A channelized reservoir consists of deposits formed by multiple channels. Depending on base-level variation and tectonic setting, channel deposits are vertically stacked in different patterns. Whereas there are different geological terms to describe and classify channel stacking patterns, we model the stacking patterns based on channel amalgamation curves, which are typically used by geologists to describe the channelized deposits. Figure 7 illustrates the relationship between channel stacking patterns, channel intensity, and amalgamation curves.

Fig. 07
Figure 7. The relationship between channel stacking patterns, channel intensity, and amalgamation level (Courtesy of Shell Turbidite Research Teams) .

Figure 8 shows two channels with asymmetrical convergent infill patterns without displaying the overbank deposits. Channel migration, deposition and erosion in time-space domain leads to the formation of channelized reservoirs. Since bounding surfaces and internal stratigraphic variations are below the resolution of conventional seismic data, computer-based modeling based on knowledge of geological processes is the only way to reconstruct a realistic 3D model that captures detailed stratigraphic features.

Fig. 08
Figure 8. Examples of simulated channel reservoirs excluding the over-bank deposits.

Synthetic Seismic Volume and its Attributes

Figure 9 is a high-resolution (each sample is 20 x 20 x 1 m3) litho-facies model of a channelized reservoir. The model was simulated using the SBED program based on the principal described above. By assigning representative velocities and densities to each litho-facies, we then calculated an acoustic impedance cube, which was convolved with a Ricker wavelet with a peak frequency at 40 Hz. The resulting synthetic seismic volume is shown in Figure 9.

Fig. 09a Fig. 09b
Figure 9. (a) Reservoir facies simulated from SBED as the basis to generate (top)
(b) synthetic seismic volume used in the attribute analysis and facies classifications (bottom).

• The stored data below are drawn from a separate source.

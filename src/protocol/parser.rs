//! Command Line Parser
//!
//! Turns one protocol line into a [`Command`].
//!
//! ## Rules
//!
//! 1. The line is tokenized on whitespace.
//! 2. The first token selects the verb, case-insensitively.
//! 3. Every verb has a fixed arity, except `SET`, whose value is the rest of
//!    the line joined by single spaces, with one leading and one trailing
//!    double quote stripped.
//!
//! Parse errors are command-local: the caller replies with an `ERROR` line
//! and keeps reading.

use crate::protocol::types::Command;
use thiserror::Error;

/// Errors that can occur while parsing a command line.
#[derive(Debug, Error, Clone, PartialEq, Eq)]
pub enum ParseError {
    /// The line holds no tokens
    #[error("empty command")]
    Empty,

    /// The verb is not recognized
    #[error("unknown command: {0}")]
    UnknownCommand(String),

    /// The verb was given the wrong number of arguments
    #[error("{0}")]
    WrongArity(&'static str),

    /// A numeric argument did not parse
    #[error("invalid integer: {0}")]
    InvalidInteger(String),
}

/// Result type for parsing operations.
pub type ParseResult<T> = Result<T, ParseError>;

/// Parses a single command line (without its trailing newline).
///
/// # Example
///
/// ```
/// use jsonkv::protocol::{parse_command, Command};
///
/// let cmd = parse_command(r#"SET user:1 {"name": "Ariz"}"#).unwrap();
/// assert_eq!(
///     cmd,
///     Command::Set { key: "user:1".into(), value: r#"{"name": "Ariz"}"#.into() }
/// );
/// ```
pub fn parse_command(line: &str) -> ParseResult<Command> {
    let tokens: Vec<&str> = line.split_whitespace().collect();
    let (verb, args) = match tokens.split_first() {
        Some((verb, args)) => (verb.to_uppercase(), args),
        None => return Err(ParseError::Empty),
    };

    match verb.as_str() {
        "AUTH" => match args {
            [password] => Ok(Command::Auth {
                password: password.to_string(),
            }),
            _ => Err(ParseError::WrongArity("AUTH command requires password")),
        },

        "PING" => match args {
            [] => Ok(Command::Ping),
            _ => Err(ParseError::WrongArity("PING command takes no arguments")),
        },

        "SET" => match args {
            [key, rest @ ..] if !rest.is_empty() => Ok(Command::Set {
                key: key.to_string(),
                value: strip_quotes(&rest.join(" ")).to_string(),
            }),
            _ => Err(ParseError::WrongArity("SET command requires key and value")),
        },

        "GET" => single_key(args, "GET command requires key").map(|key| Command::Get { key }),

        "DELETE" | "DEL" => {
            single_key(args, "DELETE command requires key").map(|key| Command::Delete { key })
        }

        "TTL" => single_key(args, "TTL command requires key").map(|key| Command::Ttl { key }),

        "EXPIRE" => match args {
            [key, seconds] => {
                let seconds = seconds
                    .parse::<i64>()
                    .map_err(|_| ParseError::InvalidInteger(seconds.to_string()))?;
                Ok(Command::Expire {
                    key: key.to_string(),
                    seconds,
                })
            }
            _ => Err(ParseError::WrongArity(
                "EXPIRE command requires key and seconds",
            )),
        },

        "KEYS" => single_key(args, "KEYS command requires pattern")
            .map(|pattern| Command::Keys { pattern }),

        "RESET_MEMORY" => match args {
            [] => Ok(Command::ResetMemory),
            _ => Err(ParseError::WrongArity(
                "RESET_MEMORY command takes no arguments",
            )),
        },

        _ => Err(ParseError::UnknownCommand(verb)),
    }
}

fn single_key(args: &[&str], usage: &'static str) -> ParseResult<String> {
    match args {
        [key] => Ok(key.to_string()),
        _ => Err(ParseError::WrongArity(usage)),
    }
}

/// Strips one leading and one trailing double quote, independently.
fn strip_quotes(value: &str) -> &str {
    let value = value.strip_prefix('"').unwrap_or(value);
    value.strip_suffix('"').unwrap_or(value)
}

Six post-stack attribute cubes were calculated from the synthetic seismic volumes. They are instantaneous amplitude, weighted instantaneous frequency, instantaneous phase, relative acoustic impedance and semblance. These attributes are easy to calculate. We did not consider any pre-stack attributes in the following comparison study. It is just a matter of CPU time to compute more attributes. The major challenge in the application of seismic attributes to reservoir mapping is how we interpret the multiple attributes, i.e. link what we see on seismic attributes to reservoir properties, such as lithology, and hopefully fluid content.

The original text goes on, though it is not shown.